Uma mistura exclusiva, idealizada para ser o melhor produto para primeira aplicação na soja. Assim é o Scudeiro Nortox, que está chegando ao mercado. A Nortox é a maior fabricante nacional de agroquímicos. “Fizemos todas as combinações possíveis entre todos os grupos de fungicidas e chegamos à conclusão de que a mistura de dois triazois foi a melhor opção para o controle da mancha-alvo e da ferrugem sem correr grandes riscos de resistência”, afirma o diretor comercial João Marcos Ferrari. “A Nortox não vende ativos. Ela vende a solução para o agricultor. Dentro desse princípio, nós testamos todas as possíveis combinações para chegar ao melhor produto para a primeira aplicação da soja”, acrescenta Ferrari.

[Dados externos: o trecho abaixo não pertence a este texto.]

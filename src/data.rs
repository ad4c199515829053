use crate::error::EngineError;
use crate::models::{Bar, Timeframe};
use anyhow::{anyhow, Context, Result};
use chrono::{DateTime, Duration, Utc};
use log::info;
use rand::rngs::StdRng;
use rand::{Rng, SeedableRng};
use serde::{Deserialize, Serialize};
use std::collections::HashMap;
use std::fs::File;
use std::io::{BufReader, BufWriter, Write};
use std::path::Path;

const BAR_SNAPSHOT_VERSION: u32 = 1;

/// Read access to historical bars. Implementations return the bars
/// whose timestamps fall in the half-open window `[start, end)`, sorted
/// ascending, or `DataUnavailable` when the window is empty.
pub trait BarProvider: Send + Sync {
    fn bars(
        &self,
        symbol: &str,
        timeframe: Timeframe,
        start: DateTime<Utc>,
        end: DateTime<Utc>,
    ) -> Result<Vec<Bar>, EngineError>;
}

/// In-memory bar series keyed by symbol and timeframe. Series are
/// sorted and deduplicated on insert so lookups are a binary-searchable
/// slice scan.
#[derive(Debug, Default)]
pub struct BarStore {
    series: HashMap<(String, Timeframe), Vec<Bar>>,
}

impl BarStore {
    pub fn new() -> Self {
        Self::default()
    }

    pub fn insert_series(&mut self, symbol: &str, timeframe: Timeframe, mut bars: Vec<Bar>) {
        bars.sort_by_key(|bar| bar.timestamp);
        bars.dedup_by_key(|bar| bar.timestamp);
        self.series.insert((symbol.to_string(), timeframe), bars);
    }

    pub fn symbols(&self) -> Vec<(String, Timeframe)> {
        self.series.keys().cloned().collect()
    }

    pub fn load_from_file<P: AsRef<Path>>(path: P) -> Result<Self> {
        let path = path.as_ref();
        info!("Loading bar snapshot from {}", path.display());
        let file = File::open(path)
            .with_context(|| format!("Failed to open bar snapshot at {}", path.display()))?;
        let reader = BufReader::new(file);
        let snapshot: BarSnapshot =
            bincode::deserialize_from(reader).context("Snapshot decode failed")?;
        if snapshot.version != BAR_SNAPSHOT_VERSION {
            return Err(anyhow!(
                "Bar snapshot version mismatch (found {}, expected {})",
                snapshot.version,
                BAR_SNAPSHOT_VERSION
            ));
        }

        let mut store = BarStore::new();
        for series in snapshot.series {
            store.insert_series(&series.symbol, series.timeframe, series.bars);
        }
        Ok(store)
    }

    pub fn save_to_file<P: AsRef<Path>>(&self, path: P) -> Result<()> {
        let path = path.as_ref();
        if let Some(parent) = path.parent() {
            if !parent.as_os_str().is_empty() {
                std::fs::create_dir_all(parent).with_context(|| {
                    format!("Failed to create snapshot directory {}", parent.display())
                })?;
            }
        }
        let file = File::create(path)
            .with_context(|| format!("Unable to create bar snapshot at {}", path.display()))?;
        let mut writer = BufWriter::new(file);

        let snapshot = BarSnapshot {
            version: BAR_SNAPSHOT_VERSION,
            series: self
                .series
                .iter()
                .map(|((symbol, timeframe), bars)| SnapshotSeries {
                    symbol: symbol.clone(),
                    timeframe: *timeframe,
                    bars: bars.clone(),
                })
                .collect(),
        };
        bincode::serialize_into(&mut writer, &snapshot)
            .context("Failed to serialize bar snapshot")?;
        writer
            .flush()
            .context("Failed to flush bar snapshot to disk")?;
        info!("Saved bar snapshot to {}", path.display());
        Ok(())
    }
}

impl BarProvider for BarStore {
    fn bars(
        &self,
        symbol: &str,
        timeframe: Timeframe,
        start: DateTime<Utc>,
        end: DateTime<Utc>,
    ) -> Result<Vec<Bar>, EngineError> {
        let unavailable = || EngineError::no_bars(symbol, start, end);
        let series = self
            .series
            .get(&(symbol.to_string(), timeframe))
            .ok_or_else(unavailable)?;

        let from = series.partition_point(|bar| bar.timestamp < start);
        let to = series.partition_point(|bar| bar.timestamp < end);
        if from >= to {
            return Err(unavailable());
        }
        Ok(series[from..to].to_vec())
    }
}

#[derive(Serialize, Deserialize)]
struct BarSnapshot {
    version: u32,
    series: Vec<SnapshotSeries>,
}

#[derive(Serialize, Deserialize)]
struct SnapshotSeries {
    symbol: String,
    timeframe: Timeframe,
    bars: Vec<Bar>,
}

/// Deterministic synthetic price series for demos and tests: a random
/// walk that alternates between up-trending and down-trending regimes
/// every 50 bars, so trend-following and mean-reversion strategies both
/// have something to chew on.
pub fn synthetic_bars(
    seed: u64,
    count: usize,
    start: DateTime<Utc>,
    timeframe: Timeframe,
) -> Vec<Bar> {
    let step = match timeframe {
        Timeframe::M1 => Duration::minutes(1),
        Timeframe::M5 => Duration::minutes(5),
        Timeframe::M15 => Duration::minutes(15),
        Timeframe::H1 => Duration::hours(1),
        Timeframe::H4 => Duration::hours(4),
        Timeframe::D1 => Duration::days(1),
    };

    let mut rng = StdRng::seed_from_u64(seed);
    let mut price: f64 = 100.0;
    let mut bars = Vec::with_capacity(count);

    for i in 0..count {
        let drift = if (i / 50) % 2 == 0 { 0.0008 } else { -0.0005 };
        let noise: f64 = rng.gen_range(-0.01..0.01);
        let open = price;
        let close = (open * (1.0 + drift + noise)).max(1.0);
        let wick: f64 = rng.gen_range(0.0..0.005);
        let high = open.max(close) * (1.0 + wick);
        let low = open.min(close) * (1.0 - wick);
        let volume = rng.gen_range(1_000.0..10_000.0);

        bars.push(Bar {
            timestamp: start + step * i as i32,
            open,
            high,
            low,
            close,
            volume,
        });
        price = close;
    }

    bars
}

#[cfg(test)]
mod tests {
    use super::*;
    use chrono::TimeZone;

    fn store_with_daily_bars(count: usize) -> (BarStore, DateTime<Utc>) {
        let start = Utc.with_ymd_and_hms(2024, 1, 1, 0, 0, 0).unwrap();
        let bars = synthetic_bars(7, count, start, Timeframe::D1);
        let mut store = BarStore::new();
        store.insert_series("BTCUSD", Timeframe::D1, bars);
        (store, start)
    }

    #[test]
    fn window_is_half_open() {
        let (store, start) = store_with_daily_bars(10);
        let end = start + Duration::days(5);
        let bars = store.bars("BTCUSD", Timeframe::D1, start, end).unwrap();
        assert_eq!(bars.len(), 5);
        assert_eq!(bars[0].timestamp, start);
        assert_eq!(bars[4].timestamp, start + Duration::days(4));

        // Adjacent windows tile without overlap.
        let next = store
            .bars("BTCUSD", Timeframe::D1, end, end + Duration::days(5))
            .unwrap();
        assert_eq!(next[0].timestamp, end);
    }

    #[test]
    fn empty_window_is_data_unavailable() {
        let (store, start) = store_with_daily_bars(10);
        let err = store
            .bars("BTCUSD", Timeframe::D1, start - Duration::days(30), start)
            .unwrap_err();
        assert!(matches!(err, EngineError::DataUnavailable { .. }));
        assert!(store
            .bars("ETHUSD", Timeframe::D1, start, start + Duration::days(1))
            .is_err());
    }

    #[test]
    fn insert_sorts_and_dedupes() {
        let start = Utc.with_ymd_and_hms(2024, 1, 1, 0, 0, 0).unwrap();
        let mut bars = synthetic_bars(7, 5, start, Timeframe::D1);
        bars.reverse();
        bars.push(bars[0].clone());
        let mut store = BarStore::new();
        store.insert_series("BTCUSD", Timeframe::D1, bars);
        let loaded = store
            .bars("BTCUSD", Timeframe::D1, start, start + Duration::days(10))
            .unwrap();
        assert_eq!(loaded.len(), 5);
        assert!(loaded.windows(2).all(|w| w[0].timestamp < w[1].timestamp));
    }

    #[test]
    fn synthetic_bars_are_deterministic() {
        let start = Utc.with_ymd_and_hms(2024, 1, 1, 0, 0, 0).unwrap();
        let a = synthetic_bars(42, 100, start, Timeframe::H1);
        let b = synthetic_bars(42, 100, start, Timeframe::H1);
        assert_eq!(a, b);
        assert!(a.iter().all(|bar| bar.low <= bar.open
            && bar.low <= bar.close
            && bar.high >= bar.open
            && bar.high >= bar.close));
    }

    #[test]
    fn snapshot_round_trip() {
        let (store, start) = store_with_daily_bars(20);
        let dir = std::env::temp_dir().join("backlab-snapshot-test");
        let path = dir.join("bars.bin");
        store.save_to_file(&path).unwrap();
        let loaded = BarStore::load_from_file(&path).unwrap();
        let original = store
            .bars("BTCUSD", Timeframe::D1, start, start + Duration::days(20))
            .unwrap();
        let restored = loaded
            .bars("BTCUSD", Timeframe::D1, start, start + Duration::days(20))
            .unwrap();
        assert_eq!(original, restored);
        std::fs::remove_dir_all(dir).ok();
    }
}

Celio Hiroyuki Fudo, gerente de Desenvolvimento de Produtos, também se mostra empolgado com os resultados. “A combinação dos dois melhores princípios ativos – Protioconazol e Tebuconazol – garantiu controle da ferrugem asiática e mostrou excelente performance no controle de outras doenças da soja. Os vários estudos realizados pelos principais fitopatologistas, assim como os estudos realizados pela nossa equipe, atestaram a eficácia e seletividade do Scudeiro”, destacou ele.
Thiago Polles, Líder de Desenvolvimento de Mercado, destaca que o Scudeiro (Protioconazol + Tebuconazol) é um fungicida sistêmico de amplo espectro de controle, com registro também para as culturas do algodão, milho, trigo, cevada e sorgo, entre outras, dispensando o uso de óleo adjuvante. Algumas das principais doenças de culturas como a soja, algodão, milho e trigo acabam sobrevivendo de um ano para o outro na própria palhada da cultura “hospedeira. Assim, há a necessidade de manejarmos de forma integrada no controle dessas doenças, como a mancha-alvo e ferrugem-asiática, que ganham destaque na cultura da soja devido à severidade proporcionada”, explica Thiago Polles. Ele observa que o Scudeiro tem uma formulação diferenciada. “Desenvolvido em 27 instituições de pesquisa do Brasil e nos Ensaios Cooperativos, o Scudeiro comprovou a eficiência no controle de doenças como mancha-alvo e ferrugem-asiática, assegurando a produtividade e seletivo a cultura da soja”, prossegue Polles.
Maicom Tumiate, gerente de Registro e Desenvolvimento, ressalta que o produto foi priorizado pelo Ministério da Agricultura por ser uma composição (formulação) exclusiva e inédita e também por ter síntese do produto técnico e formulação no Brasil. Por sua vez, Lucas Morais, coordenador de Marketing – Comunicação, afirmou que o lançamento do Scudeiro dá sequência ao novo posicionamento na comunicação da empresa com o mercado. A Nortox, que completa 70 anos em abril de 2024, tinha seus produtos nomeados pelo ativo de maior destaque, juntando-se as iniciais das misturas. “Por ser uma mistura exclusiva e com nome comercial, o Scudeiro Nortox também demanda uma nova estratégia própria de marketing. Isso vale tanto para ele quanto para outras novidades que estão a caminho”, ressalta Lucas Morais.